> EXERCISE AIM
Reproduce the entries that follow, exactly and in full.

Stored dataset items:
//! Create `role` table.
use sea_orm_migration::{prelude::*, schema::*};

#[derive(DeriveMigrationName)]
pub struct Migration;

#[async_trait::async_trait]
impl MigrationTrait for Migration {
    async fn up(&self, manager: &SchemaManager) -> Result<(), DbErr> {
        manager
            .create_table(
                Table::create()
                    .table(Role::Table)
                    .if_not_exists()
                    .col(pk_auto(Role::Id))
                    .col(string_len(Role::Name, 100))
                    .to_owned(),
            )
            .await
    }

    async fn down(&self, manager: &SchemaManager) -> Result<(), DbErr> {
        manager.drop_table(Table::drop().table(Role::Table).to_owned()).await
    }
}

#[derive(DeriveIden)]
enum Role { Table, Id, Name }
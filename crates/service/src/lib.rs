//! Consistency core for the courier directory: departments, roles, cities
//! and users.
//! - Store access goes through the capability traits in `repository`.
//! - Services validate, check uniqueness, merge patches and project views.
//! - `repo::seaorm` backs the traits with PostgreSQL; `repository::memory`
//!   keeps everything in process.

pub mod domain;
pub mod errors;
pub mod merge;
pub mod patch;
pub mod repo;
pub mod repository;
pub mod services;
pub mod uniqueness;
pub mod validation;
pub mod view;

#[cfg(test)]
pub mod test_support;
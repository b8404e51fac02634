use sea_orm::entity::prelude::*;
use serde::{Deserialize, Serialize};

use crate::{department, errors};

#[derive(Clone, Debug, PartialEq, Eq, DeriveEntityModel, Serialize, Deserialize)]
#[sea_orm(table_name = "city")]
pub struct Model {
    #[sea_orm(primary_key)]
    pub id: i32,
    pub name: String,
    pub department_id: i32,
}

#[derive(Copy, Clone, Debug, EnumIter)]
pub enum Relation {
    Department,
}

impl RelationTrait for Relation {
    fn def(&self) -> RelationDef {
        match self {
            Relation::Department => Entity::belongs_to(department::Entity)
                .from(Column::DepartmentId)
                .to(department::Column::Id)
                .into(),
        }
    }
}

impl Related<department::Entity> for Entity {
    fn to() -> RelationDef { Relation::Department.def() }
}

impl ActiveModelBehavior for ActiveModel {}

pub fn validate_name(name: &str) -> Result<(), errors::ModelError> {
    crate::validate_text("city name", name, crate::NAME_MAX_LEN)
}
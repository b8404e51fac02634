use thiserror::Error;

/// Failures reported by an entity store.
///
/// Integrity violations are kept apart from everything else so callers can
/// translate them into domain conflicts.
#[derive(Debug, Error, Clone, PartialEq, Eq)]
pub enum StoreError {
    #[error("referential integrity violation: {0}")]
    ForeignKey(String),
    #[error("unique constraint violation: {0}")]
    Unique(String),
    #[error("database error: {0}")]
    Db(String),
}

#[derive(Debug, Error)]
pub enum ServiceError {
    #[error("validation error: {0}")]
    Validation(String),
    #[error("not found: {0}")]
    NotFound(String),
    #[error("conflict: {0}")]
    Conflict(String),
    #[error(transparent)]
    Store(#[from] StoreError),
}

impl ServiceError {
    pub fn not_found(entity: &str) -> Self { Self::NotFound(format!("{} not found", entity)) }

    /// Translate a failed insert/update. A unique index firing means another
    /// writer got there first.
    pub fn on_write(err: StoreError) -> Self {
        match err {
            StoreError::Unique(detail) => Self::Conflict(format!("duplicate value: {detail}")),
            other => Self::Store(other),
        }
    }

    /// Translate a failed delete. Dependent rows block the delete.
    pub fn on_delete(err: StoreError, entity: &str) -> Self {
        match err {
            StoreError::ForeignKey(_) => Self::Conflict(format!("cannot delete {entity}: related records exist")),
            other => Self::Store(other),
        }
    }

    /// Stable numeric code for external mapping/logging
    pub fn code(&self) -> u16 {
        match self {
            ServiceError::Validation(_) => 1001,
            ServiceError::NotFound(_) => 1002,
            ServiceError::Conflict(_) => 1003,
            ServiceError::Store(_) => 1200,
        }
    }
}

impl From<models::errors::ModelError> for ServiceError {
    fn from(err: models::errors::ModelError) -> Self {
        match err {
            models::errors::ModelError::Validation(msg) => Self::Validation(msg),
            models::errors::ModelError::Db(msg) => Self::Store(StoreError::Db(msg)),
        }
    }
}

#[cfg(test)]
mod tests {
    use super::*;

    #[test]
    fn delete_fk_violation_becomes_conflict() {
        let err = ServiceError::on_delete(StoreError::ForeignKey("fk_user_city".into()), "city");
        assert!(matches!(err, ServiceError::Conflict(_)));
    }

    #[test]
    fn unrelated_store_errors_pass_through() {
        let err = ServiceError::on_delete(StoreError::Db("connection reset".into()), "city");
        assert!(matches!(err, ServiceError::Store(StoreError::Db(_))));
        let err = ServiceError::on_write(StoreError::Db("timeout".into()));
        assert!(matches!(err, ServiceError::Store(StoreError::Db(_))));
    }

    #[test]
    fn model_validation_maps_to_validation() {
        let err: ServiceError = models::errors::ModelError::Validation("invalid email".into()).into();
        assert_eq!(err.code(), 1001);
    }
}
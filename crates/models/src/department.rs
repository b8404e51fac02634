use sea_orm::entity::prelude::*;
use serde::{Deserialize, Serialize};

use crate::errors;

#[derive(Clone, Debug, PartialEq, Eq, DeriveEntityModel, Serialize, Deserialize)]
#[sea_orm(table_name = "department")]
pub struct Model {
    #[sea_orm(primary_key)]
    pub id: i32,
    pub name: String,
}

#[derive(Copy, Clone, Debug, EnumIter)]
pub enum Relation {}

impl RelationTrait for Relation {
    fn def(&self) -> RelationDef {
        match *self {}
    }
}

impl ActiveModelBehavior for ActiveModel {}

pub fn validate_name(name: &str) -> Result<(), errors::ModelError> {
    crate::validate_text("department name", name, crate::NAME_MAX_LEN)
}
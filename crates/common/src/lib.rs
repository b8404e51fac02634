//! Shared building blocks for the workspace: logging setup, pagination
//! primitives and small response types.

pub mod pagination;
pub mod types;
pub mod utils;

> EXERCISE ANSWER
//! Create `role` table.
use sea_orm_migration::{prelude::*, schema::*};

#[derive(DeriveMigrationName)]
pub struct Migration;

#[async_trait::async_trait]
impl MigrationTrait for Migration {
    async fn up(&self, manager: &SchemaManager) -> Result<(), DbErr> {
        manager
            .create_table(
                Table::create()
                    .table(Role::Table)
                    .if_not_exists()
                    .col(pk_auto(Role::Id))
                    .col(string_len(Role::Name, 100))
                    .to_owned(),
            )
            .await
    }

    async fn down(&self, manager: &SchemaManager) -> Result<(), DbErr> {
        manager.drop_table(Table::drop().table(Role::Table).to_owned()).await
    }
}

#[derive(DeriveIden)]
enum Role { Table, Id, Name }
filename crates/service/src/lib.rs
//! Consistency core for the courier directory: departments, roles, cities
//! and users.
//! - Store access goes through the capability traits in `repository`.
//! - Services validate, check uniqueness, merge patches and project views.
//! - `repo::seaorm` backs the traits with PostgreSQL; `repository::memory`
//!   keeps everything in process.

pub mod domain;
pub mod errors;
pub mod merge;
pub mod patch;
pub mod repo;
pub mod repository;
pub mod services;
pub mod uniqueness;
pub mod validation;
pub mod view;

#[cfg(test)]
pub mod test_support;
repository b8404e51fac02634
use sea_orm::entity::prelude::*;
use serde::{Deserialize, Serialize};

use crate::{department, errors};

#[derive(Clone, Debug, PartialEq, Eq, DeriveEntityModel, Serialize, Deserialize)]
#[sea_orm(table_name = "city")]
pub struct Model {
    #[sea_orm(primary_key)]
    pub id: i32,
    pub name: String,
    pub department_id: i32,
}

#[derive(Copy, Clone, Debug, EnumIter)]
pub enum Relation {
    Department,
}

impl RelationTrait for Relation {
    fn def(&self) -> RelationDef {
        match self {
            Relation::Department => Entity::belongs_to(department::Entity)
                .from(Column::DepartmentId)
                .to(department::Column::Id)
                .into(),
        }
    }
}

impl Related<department::Entity> for Entity {
    fn to() -> RelationDef { Relation::Department.def() }
}

impl ActiveModelBehavior for ActiveModel {}

pub fn validate_name(name: &str) -> Result<(), errors::ModelError> {
    crate::validate_text("city name", name, crate::NAME_MAX_LEN)
}
repository b8404e51fac02634
use thiserror::Error;

/// Failures reported by an entity store.
///
/// Integrity violations are kept apart from everything else so callers can
/// translate them into domain conflicts.
#[derive(Debug, Error, Clone, PartialEq, Eq)]
pub enum StoreError {
    #[error("referential integrity violation: {0}")]
    ForeignKey(String),
    #[error("unique constraint violation: {0}")]
    Unique(String),
    #[error("database error: {0}")]
    Db(String),
}

#[derive(Debug, Error)]
pub enum ServiceError {
    #[error("validation error: {0}")]
    Validation(String),
    #[error("not found: {0}")]
    NotFound(String),
    #[error("conflict: {0}")]
    Conflict(String),
    #[error(transparent)]
    Store(#[from] StoreError),
}

impl ServiceError {
    pub fn not_found(entity: &str) -> Self { Self::NotFound(format!("{} not found", entity)) }

    /// Translate a failed insert/update. A unique index firing means another
    /// writer got there first.
    pub fn on_write(err: StoreError) -> Self {
        match err {
            StoreError::Unique(detail) => Self::Conflict(format!("duplicate value: {detail}")),
            other => Self::Store(other),
        }
    }

    /// Translate a failed delete. Dependent rows block the delete.
    pub fn on_delete(err: StoreError, entity: &str) -> Self {
        match err {
            StoreError::ForeignKey(_) => Self::Conflict(format!("cannot delete {entity}: related records exist")),
            other => Self::Store(other),
        }
    }

    /// Stable numeric code for external mapping/logging
    pub fn code(&self) -> u16 {
        match self {
            ServiceError::Validation(_) => 1001,
            ServiceError::NotFound(_) => 1002,
            ServiceError::Conflict(_) => 1003,
            ServiceError::Store(_) => 1200,
        }
    }
}

impl From<models::errors::ModelError> for ServiceError {
    fn from(err: models::errors::ModelError) -> Self {
        match err {
            models::errors::ModelError::Validation(msg) => Self::Validation(msg),
            models::errors::ModelError::Db(msg) => Self::Store(StoreError::Db(msg)),
        }
    }
}

#[cfg(test)]
mod tests {
    use super::*;

    #[test]
    fn delete_fk_violation_becomes_conflict() {
        let err = ServiceError::on_delete(StoreError::ForeignKey("fk_user_city".into()), "city");
        assert!(matches!(err, ServiceError::Conflict(_)));
    }

    #[test]
    fn unrelated_store_errors_pass_through() {
        let err = ServiceError::on_delete(StoreError::Db("connection reset".into()), "city");
        assert!(matches!(err, ServiceError::Store(StoreError::Db(_))));
        let err = ServiceError::on_write(StoreError::Db("timeout".into()));
        assert!(matches!(err, ServiceError::Store(StoreError::Db(_))));
    }

    #[test]
    fn model_validation_maps_to_validation() {
        let err: ServiceError = models::errors::ModelError::Validation("invalid email".into()).into();
        assert_eq!(err.code(), 1001);
    }
}
filename crates/models/src/department.rs
repository b8404e51fac02634
use sea_orm::entity::prelude::*;
use serde::{Deserialize, Serialize};

use crate::errors;

#[derive(Clone, Debug, PartialEq, Eq, DeriveEntityModel, Serialize, Deserialize)]
#[sea_orm(table_name = "department")]
pub struct Model {
    #[sea_orm(primary_key)]
    pub id: i32,
    pub name: String,
}

#[derive(Copy, Clone, Debug, EnumIter)]
pub enum Relation {}

impl RelationTrait for Relation {
    fn def(&self) -> RelationDef {
        match *self {}
    }
}

impl ActiveModelBehavior for ActiveModel {}

pub fn validate_name(name: &str) -> Result<(), errors::ModelError> {
    crate::validate_text("department name", name, crate::NAME_MAX_LEN)
}
filename crates/common/src/lib.rs
repository b8404e51fac02634
//! Shared building blocks for the workspace: logging setup, pagination
//! primitives and small response types.

pub mod pagination;
pub mod types;
pub mod utils;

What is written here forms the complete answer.